Kamery to nagrały. Santos nie mógł uwierzyć
Fernando Santos nie będzie najlepiej wspominał swojego debiutu w roli selekcjonera reprezentacji Polski. Już po trzech minutach nasza kadra przegrywała 0:2, a reakcja selekcjonera uchwycona przez kamery była wymowna.
Na swoich pierwszych konferencjach prasowych szkoleniowiec kipiał entuzjazmem, którym chciałby zarazić naszych kadrowiczów. Santos mówił wiele o bardzo dobrych piłkarzach, z których trzeba stworzyć zespół.

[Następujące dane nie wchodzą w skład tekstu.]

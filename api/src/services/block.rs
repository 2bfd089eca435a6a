//! Block service - assembles Rosetta blocks from node blocks
//!
//! Organic transactions are decoded in block order. A stake withdrawal is
//! published under a derived identifier and schedules its principal return
//! in the ledger; returns that mature at the requested height are appended
//! after every organic transaction.

use rosetta_core::stake::{return_height, withdrawal_identifier};
use rosetta_core::{
    decode, decode_stake_return, CodecResult, DecodeContext, DecodedTx, Hash, Metadata,
    NativeTx, PendingStakeReturn, TxKind,
};
use rosetta_network::{BlockTx, NodeBlock, NodeClient};
use rosetta_storage::StakeReturnLedger;
use serde_json::Value;

use super::{block_identifier, parse_hash, transaction, StakeService};
use crate::models::{Block, BlockIdentifier, PartialBlockIdentifier, Transaction};
use crate::{ApiError, ApiResult};

#[derive(Clone)]
pub struct BlockService {
    node: NodeClient,
    ledger: StakeReturnLedger,
    stakes: StakeService,
}

impl BlockService {
    pub fn new(node: NodeClient, ledger: StakeReturnLedger) -> Self {
        let stakes = StakeService::new(node.clone(), ledger.clone());
        Self {
            node,
            ledger,
            stakes,
        }
    }

    pub async fn fetch(&self, id: &PartialBlockIdentifier) -> ApiResult<NodeBlock> {
        let block = if let Some(index) = id.index {
            let height = u64::try_from(index)
                .map_err(|_| ApiError::InvalidInputParam(format!("negative block index {}", index)))?;
            self.node.block_by_height(height).await
        } else if let Some(hash) = &id.hash {
            self.node.block_by_hash(&parse_hash(hash)?).await
        } else {
            return Err(ApiError::MissingBlockHashOrHeight);
        };

        block
            .map_err(|e| ApiError::from_rpc(e, ApiError::UnableToGetBlock))?
            .ok_or(ApiError::BlockNotFound)
    }

    pub async fn block(&self, id: &PartialBlockIdentifier) -> ApiResult<Block> {
        let block = self.fetch(id).await?;
        let status = block.status.as_str();

        let mut transactions = Vec::new();
        for tx in block.transactions.iter().flatten() {
            transactions.push(self.organic_transaction(&block, tx, status).await?);
        }
        transactions.extend(self.matured_returns(block.height, status)?);

        let mut metadata = Metadata::new();
        metadata.insert("status".to_string(), Value::from(status));
        metadata.insert(
            "transactions_hash".to_string(),
            Value::from(block.transactions_hash.to_hex()),
        );
        metadata.insert("state_hash".to_string(), Value::from(block.state_hash.to_hex()));
        metadata.insert("proposer".to_string(), Value::from(block.proposer.to_string()));

        Ok(Block {
            block_identifier: block_identifier(block.height, &block.hash),
            parent_block_identifier: BlockIdentifier {
                index: block.parent_height() as i64,
                hash: block.parent.to_hex(),
            },
            timestamp: (block.timestamp as i64).saturating_mul(1000),
            transactions,
            metadata: Some(metadata),
        })
    }

    async fn organic_transaction(
        &self,
        block: &NodeBlock,
        tx: &BlockTx,
        status: &str,
    ) -> ApiResult<Transaction> {
        let native = match decode_native(tx.kind, tx.raw.clone()) {
            Ok(native) => native,
            // A withdrawal that cannot be read would silently lose its return
            Err(e) if schedules_return(tx.kind) => {
                tracing::error!(hash = %tx.hash, error = %e, "undecodable stake withdrawal");
                return Err(ApiError::UnableToParseTransaction(format!("{}: {}", tx.hash, e)));
            }
            Err(e) => {
                tracing::warn!(hash = %tx.hash, kind = tx.kind, error = %e, "undecodable transaction in block");
                return Ok(opaque_transaction(&tx.hash, tx.kind));
            }
        };

        let changes = tx
            .balance_changes
            .as_ref()
            .map(|c| c.balance_changes.as_slice())
            .unwrap_or_default();
        let decoded = decode(
            &native,
            &DecodeContext::in_block(status, tx.gas_used(), changes),
        );

        if let NativeTx::WithdrawStake(withdrawal) = native {
            let amount = self.stakes.resolve_stake(block.height, &withdrawal).await?;
            let ret = PendingStakeReturn::from_withdrawal(tx.hash, withdrawal, amount);
            let return_at = return_height(block.height);
            self.ledger.put(return_at, std::slice::from_ref(&ret))?;
            tracing::info!(tx = %tx.hash, return_at, "stake return scheduled");
            return Ok(transaction(&withdrawal_identifier(&tx.hash), decoded));
        }

        Ok(transaction(&tx.hash, decoded))
    }

    /// Single transaction by hash, with no ledger side effects. `failed` is
    /// reported when the node query itself fails.
    pub async fn transaction(&self, hash: &str, failed: ApiError) -> ApiResult<Transaction> {
        let hash = parse_hash(hash)?;
        let tx = self
            .node
            .transaction(&hash)
            .await
            .map_err(|e| ApiError::from_rpc(e, failed))?
            .ok_or(ApiError::TransactionNotFound)?;

        let native = match decode_native(tx.kind, tx.transaction.clone()) {
            Ok(native) => native,
            Err(_) => return Ok(opaque_transaction(&hash, tx.kind)),
        };
        let changes = tx
            .balance_changes
            .as_ref()
            .map(|c| c.balance_changes.as_slice())
            .unwrap_or_default();
        let decoded = decode(
            &native,
            &DecodeContext::in_block(&tx.status, tx.gas_used(), changes),
        );
        Ok(transaction(&hash, decoded))
    }

    fn matured_returns(&self, height: u64, status: &str) -> ApiResult<Vec<Transaction>> {
        Ok(self
            .ledger
            .get_or_empty(height)?
            .iter()
            .map(|ret| transaction(&ret.tx_hash, decode_stake_return(ret, Some(status))))
            .collect())
    }
}

pub(crate) fn decode_native(kind: u64, raw: Value) -> CodecResult<NativeTx> {
    NativeTx::from_json(TxKind::from_code(kind)?, raw)
}

/// Kinds whose inclusion writes to the stake-return ledger
fn schedules_return(kind: u64) -> bool {
    kind == u64::from(TxKind::WithdrawStake.code())
}

fn opaque_transaction(hash: &Hash, kind: u64) -> Transaction {
    let mut metadata = Metadata::new();
    metadata.insert("type".to_string(), Value::from(kind));
    transaction(
        hash,
        DecodedTx {
            metadata,
            operations: Vec::new(),
        },
    )
}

Z pewnością tej drużyny nie było widać w debiucie Portugalczyka na ławce naszej reprezentacji. Polska po trzech minutach spotkania przegrywała już 0:2, a przez następne piętnaście nie istniała na murawie.
Reakcja Fernando Santosa na fatalny początek naszej kadry były bardzo ekspresyjne. Portugalczyk zdecydowanie nie maskował swoich emocji i otwarcie przed kamerami pokazywał swoje załamanie.
Czytaj także:
Największa trauma Roberta Lewandowskiego. "To wciąż boli"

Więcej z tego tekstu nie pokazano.